Some will state that special issues are unnecessary because keyword searches produce a neat list of related articles instantly, without the wait for the publication of a special issue. Others point out that the blogosphere is already enhancing scholarly exchange between academics and educators in the humanities and social sciences, thus rendering special issues obsolete. These are valid points. However, specialized blogs and electronic searches do not replace the "value added" weight of the time-proven special issue. The theme issue offers focal peer review, specialized editors, a consolidation of current thought, a highlight of trends in scholarship, and the bestowal of prestige. Special issues can coexist in the cyber-arena of disaggregated scholarship because, to the educator and academic, they offer something distinct.

The special focus issue is not, nor should be, a thing of the past. As technology redesigns delivery systems for all manner of content, we, as the brains behind the machine, must be judicious in our choice of those new systems, and not be too quick to discard the old reliables, such as the special issue, whose real-world benefits cannot be replaced by the automated convenience of digital delivery.

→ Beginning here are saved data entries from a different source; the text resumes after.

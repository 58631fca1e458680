//! Logging macros for ergonomic log message formatting.
//!
//! These macros format the message like `format!`, take optional attributes
//! after a `;`, and record the call site so `add_source` can report it.
//!
//! # Examples
//!
//! ```
//! use flarelog::{info, HandlerOptions, JsonHandler, Logger};
//!
//! let logger = Logger::new(JsonHandler::new(std::io::sink(), HandlerOptions::default()));
//!
//! // Basic logging
//! info!(logger, "Server started");
//!
//! // With format arguments
//! let port = 8080;
//! info!(logger, "Server listening on port {}", port);
//!
//! // With attributes
//! info!(logger, "Request served"; "status" => 200, "path" => "/health");
//! ```

/// Log a message at an explicit level.
///
/// # Examples
///
/// ```
/// # use flarelog::{HandlerOptions, JsonHandler, Logger};
/// # let logger = Logger::new(JsonHandler::new(std::io::sink(), HandlerOptions::default()));
/// use flarelog::{log, Level};
/// log!(logger, Level::INFO, "Simple message");
/// log!(logger, Level::ERROR + 1, "Error code: {}", 500; "retry" => false);
/// ```
#[macro_export]
macro_rules! log {
    ($logger:expr, $level:expr, $fmt:literal $(, $arg:expr)* $(; $($key:literal => $value:expr),+ $(,)?)?) => {
        $logger.log_at(
            $level,
            format!($fmt $(, $arg)*),
            vec![$($($crate::Attr::new($key, $value)),+)?],
            $crate::Source::new(file!(), line!(), module_path!()),
        )
    };
}

/// Log a debug-level message.
#[macro_export]
macro_rules! debug {
    ($logger:expr, $($arg:tt)+) => {
        $crate::log!($logger, $crate::Level::DEBUG, $($arg)+)
    };
}

/// Log an info-level message.
#[macro_export]
macro_rules! info {
    ($logger:expr, $($arg:tt)+) => {
        $crate::log!($logger, $crate::Level::INFO, $($arg)+)
    };
}

/// Log a warning-level message.
#[macro_export]
macro_rules! warn {
    ($logger:expr, $($arg:tt)+) => {
        $crate::log!($logger, $crate::Level::WARN, $($arg)+)
    };
}

/// Log an error-level message.
///
/// # Examples
///
/// ```
/// # use flarelog::{HandlerOptions, JsonHandler, Logger};
/// # let logger = Logger::new(JsonHandler::new(std::io::sink(), HandlerOptions::default()));
/// use flarelog::error;
/// error!(logger, "Database connection failed"; "code" => 500);
/// ```
#[macro_export]
macro_rules! error {
    ($logger:expr, $($arg:tt)+) => {
        $crate::log!($logger, $crate::Level::ERROR, $($arg)+)
    };
}
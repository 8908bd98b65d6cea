use pretty_assertions::assert_eq;
use serde_json::json;
use tandem_cloud::{AccountStore, AccountUpdate, CloudConfig, CloudError, HttpAccountStore};
use tandem_types::{AccountId, PlanType};
use wiremock::matchers::{body_json, header, method, path, query_param};
use wiremock::{Mock, MockServer, ResponseTemplate};

fn store_for(server: &MockServer) -> HttpAccountStore {
    HttpAccountStore::new(CloudConfig {
        store_base_url: format!("{}/v1", server.uri()),
        functions_base_url: server.uri(),
        ..Default::default()
    })
    .unwrap()
}

// ── Config ──────────────────────────────────────────────────────

#[test]
fn rejects_non_http_base_url() {
    let result = HttpAccountStore::new(CloudConfig {
        store_base_url: "ftp://example.com".into(),
        ..Default::default()
    });
    assert!(matches!(result, Err(CloudError::Config(_))));
}

#[test]
fn rejects_zero_timeout() {
    let config = CloudConfig {
        timeout_ms: 0,
        ..Default::default()
    };
    assert!(config.validate().is_err());
}

// ── Reads ───────────────────────────────────────────────────────

#[tokio::test]
async fn get_account_parses_document() {
    let server = MockServer::start().await;
    Mock::given(method("GET"))
        .and(path("/v1/accounts/uid-1"))
        .respond_with(ResponseTemplate::new(200).set_body_json(json!({
            "isSubscribed": true,
            "subscriptionType": "annual",
            "partnerId": "uid-2",
            "displayName": "ignored"
        })))
        .mount(&server)
        .await;

    let doc = store_for(&server)
        .get_account(&AccountId::new("uid-1"))
        .await
        .unwrap()
        .unwrap();
    assert!(doc.is_subscribed);
    assert_eq!(doc.plan_type(), Some(PlanType::Annual));
    assert_eq!(doc.partner_id.unwrap().as_str(), "uid-2");
}

#[tokio::test]
async fn get_account_missing_fields_default() {
    let server = MockServer::start().await;
    Mock::given(method("GET"))
        .and(path("/v1/accounts/uid-1"))
        .respond_with(ResponseTemplate::new(200).set_body_json(json!({})))
        .mount(&server)
        .await;

    let doc = store_for(&server)
        .get_account(&AccountId::new("uid-1"))
        .await
        .unwrap()
        .unwrap();
    assert!(!doc.is_subscribed);
    assert_eq!(doc.subscription_type, None);
}

#[tokio::test]
async fn get_account_not_found_is_none() {
    let server = MockServer::start().await;
    Mock::given(method("GET"))
        .and(path("/v1/accounts/gone"))
        .respond_with(ResponseTemplate::new(404))
        .mount(&server)
        .await;

    let doc = store_for(&server)
        .get_account(&AccountId::new("gone"))
        .await
        .unwrap();
    assert!(doc.is_none());
}

#[tokio::test]
async fn get_account_server_error_is_transient() {
    let server = MockServer::start().await;
    Mock::given(method("GET"))
        .respond_with(ResponseTemplate::new(503).set_body_string("down"))
        .mount(&server)
        .await;

    let err = store_for(&server)
        .get_account(&AccountId::new("uid-1"))
        .await
        .unwrap_err();
    assert!(err.is_transient());
    assert!(err.to_string().contains("503"));
}

#[tokio::test]
async fn get_account_unauthorized() {
    let server = MockServer::start().await;
    Mock::given(method("GET"))
        .respond_with(ResponseTemplate::new(401).set_body_string("bad token"))
        .mount(&server)
        .await;

    let err = store_for(&server)
        .get_account(&AccountId::new("uid-1"))
        .await
        .unwrap_err();
    assert!(matches!(err, CloudError::AuthFailed(_)));
    assert!(!err.is_transient());
}

#[tokio::test]
async fn rate_limit_reads_retry_after() {
    let server = MockServer::start().await;
    Mock::given(method("GET"))
        .respond_with(ResponseTemplate::new(429).insert_header("retry-after", "7"))
        .mount(&server)
        .await;

    let err = store_for(&server)
        .get_account(&AccountId::new("uid-1"))
        .await
        .unwrap_err();
    assert!(err.is_rate_limited());
    assert_eq!(err.retry_after(), Some(std::time::Duration::from_secs(7)));
}

#[tokio::test]
async fn bearer_token_is_sent() {
    let server = MockServer::start().await;
    Mock::given(method("GET"))
        .and(header("authorization", "Bearer id-token-1"))
        .respond_with(ResponseTemplate::new(200).set_body_json(json!({"isSubscribed": false})))
        .expect(1)
        .mount(&server)
        .await;

    let store = store_for(&server);
    store.set_id_token(Some("id-token-1".into())).await;
    store.get_account(&AccountId::new("uid-1")).await.unwrap();
}

// ── Partial writes ──────────────────────────────────────────────

#[tokio::test]
async fn merge_fields_sends_only_present_fields() {
    let server = MockServer::start().await;
    Mock::given(method("PATCH"))
        .and(path("/v1/accounts/uid-1"))
        .and(query_param("updateMask", "isSubscribed,subscriptionType"))
        .and(body_json(json!({"isSubscribed": true, "subscriptionType": "monthly"})))
        .respond_with(ResponseTemplate::new(200))
        .expect(1)
        .mount(&server)
        .await;

    store_for(&server)
        .merge_fields(
            &AccountId::new("uid-1"),
            &AccountUpdate::subscribed(Some(PlanType::Monthly)),
        )
        .await
        .unwrap();
}

#[tokio::test]
async fn merge_fields_without_plan_omits_subscription_type() {
    let server = MockServer::start().await;
    Mock::given(method("PATCH"))
        .and(query_param("updateMask", "isSubscribed"))
        .and(body_json(json!({"isSubscribed": true})))
        .respond_with(ResponseTemplate::new(204))
        .expect(1)
        .mount(&server)
        .await;

    store_for(&server)
        .merge_fields(&AccountId::new("uid-1"), &AccountUpdate::subscribed(None))
        .await
        .unwrap();
}

#[tokio::test]
async fn empty_update_is_not_sent() {
    let server = MockServer::start().await;
    Mock::given(method("PATCH"))
        .respond_with(ResponseTemplate::new(200))
        .expect(0)
        .mount(&server)
        .await;

    store_for(&server)
        .merge_fields(&AccountId::new("uid-1"), &AccountUpdate::default())
        .await
        .unwrap();
}

#[tokio::test]
async fn merge_into_missing_document_is_not_found() {
    let server = MockServer::start().await;
    Mock::given(method("PATCH"))
        .respond_with(ResponseTemplate::new(404))
        .mount(&server)
        .await;

    let err = store_for(&server)
        .merge_fields(&AccountId::new("gone"), &AccountUpdate::subscribed(None))
        .await
        .unwrap_err();
    assert!(matches!(err, CloudError::NotFound(_)));
}
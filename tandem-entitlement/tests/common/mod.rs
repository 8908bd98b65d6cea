#![allow(dead_code)]

use std::sync::Arc;
use std::time::Duration;
use tandem_cloud::AccountDocument;
use tandem_entitlement::mock::{
    MemoryAccountStore, MockProvider, PartnerReply, RecordingSink, ScriptedPartnerSync,
    ScriptedValidationFunction, Verdict,
};
use tandem_entitlement::{
    AcknowledgmentManager, ConnectionSupervisor, EntitlementConfig, EntitlementSession,
    EntitlementState, EntitlementValidator, ProviderEvent, SessionDeps, SessionIdentity,
};
use tandem_types::{AccountId, Purchase};
use tokio::sync::mpsc;

pub const ACCOUNT: &str = "uid-1";
pub const MONTHLY: &str = "premium_monthly";
pub const ANNUAL: &str = "premium_annual";

pub fn account() -> AccountId {
    AccountId::new(ACCOUNT)
}

pub fn purchased(token: &str) -> Purchase {
    Purchase::purchased(MONTHLY, token)
}

pub fn unsubscribed_doc() -> AccountDocument {
    AccountDocument {
        is_subscribed: false,
        subscription_type: None,
        partner_id: None,
    }
}

pub fn subscribed_doc(plan: &str) -> AccountDocument {
    AccountDocument {
        is_subscribed: true,
        subscription_type: Some(plan.into()),
        partner_id: None,
    }
}

/// Lets spawned tasks run. Under a paused clock this only advances time
/// once every task is idle.
pub async fn settle() {
    tokio::time::sleep(Duration::from_millis(10)).await;
}

/// Every collaborator as a double, with a signed-in account whose document
/// says unsubscribed, both products listed, and a validation function that
/// accepts everything.
pub struct Harness {
    pub provider: Arc<MockProvider>,
    pub store: Arc<MemoryAccountStore>,
    pub validation: Arc<ScriptedValidationFunction>,
    pub partner_sync: Arc<ScriptedPartnerSync>,
    pub identity: Arc<SessionIdentity>,
    pub sink: Arc<RecordingSink>,
    pub config: EntitlementConfig,
    events: Option<mpsc::Receiver<ProviderEvent>>,
}

impl Harness {
    pub fn new() -> Self {
        Self::with_validation(ScriptedValidationFunction::always(Verdict::Valid))
    }

    pub fn with_validation(validation: ScriptedValidationFunction) -> Self {
        let (provider, events) = MockProvider::new();
        provider.add_product(MONTHLY);
        provider.add_product(ANNUAL);

        let store = MemoryAccountStore::new();
        store.insert(ACCOUNT, unsubscribed_doc());

        Self {
            provider,
            store: Arc::new(store),
            validation: Arc::new(validation),
            partner_sync: Arc::new(ScriptedPartnerSync::new(Vec::<PartnerReply>::new())),
            identity: Arc::new(SessionIdentity::signed_in(ACCOUNT)),
            sink: Arc::new(RecordingSink::new()),
            config: EntitlementConfig::default(),
            events: Some(events),
        }
    }

    pub fn deps(&self) -> SessionDeps {
        SessionDeps {
            provider: self.provider.clone(),
            store: self.store.clone(),
            validation: self.validation.clone(),
            partner_sync: self.partner_sync.clone(),
            identity: self.identity.clone(),
            sink: self.sink.clone(),
            config: self.config.clone(),
        }
    }

    /// Starts a session and waits for the initial restore to finish.
    pub async fn start(&mut self) -> EntitlementSession {
        let events = self.events.take().expect("session already started");
        let session = EntitlementSession::start(self.deps(), events)
            .await
            .expect("session start");
        settle().await;
        session.router().drain().await;
        session
    }

    /// A connected supervisor and a validator wired to this harness.
    pub async fn parts(&self) -> Parts {
        let supervisor =
            ConnectionSupervisor::new(self.provider.clone(), self.config.reconnect.clone());
        supervisor.connect().await;
        let acks = Arc::new(AcknowledgmentManager::new(supervisor.clone()));
        let state = Arc::new(EntitlementState::new());
        let validator = Arc::new(EntitlementValidator::new(
            self.store.clone(),
            self.validation.clone(),
            self.identity.clone(),
            acks.clone(),
            self.sink.clone(),
            self.config.catalog.clone(),
            self.config.validator.clone(),
            state.clone(),
        ));
        Parts {
            supervisor,
            acks,
            state,
            validator,
        }
    }
}

pub struct Parts {
    pub supervisor: Arc<ConnectionSupervisor>,
    pub acks: Arc<AcknowledgmentManager>,
    pub state: Arc<EntitlementState>,
    pub validator: Arc<EntitlementValidator>,
}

I have raised this matter to solicit feedback from readers of Hispania and AATSP members. I invite you to share your thoughts on this subject as well as on invigorating themes for future special issues.

Sheri Spaine Long
Hispania
spainelong@aatsp.org

Footnotes

1. Much of this column is based on my AATSP-sponsored session at the 2009 Modern Language Association titled "Scholarly Journals and the Digital Age: What are the Ramifications for Hispanists?"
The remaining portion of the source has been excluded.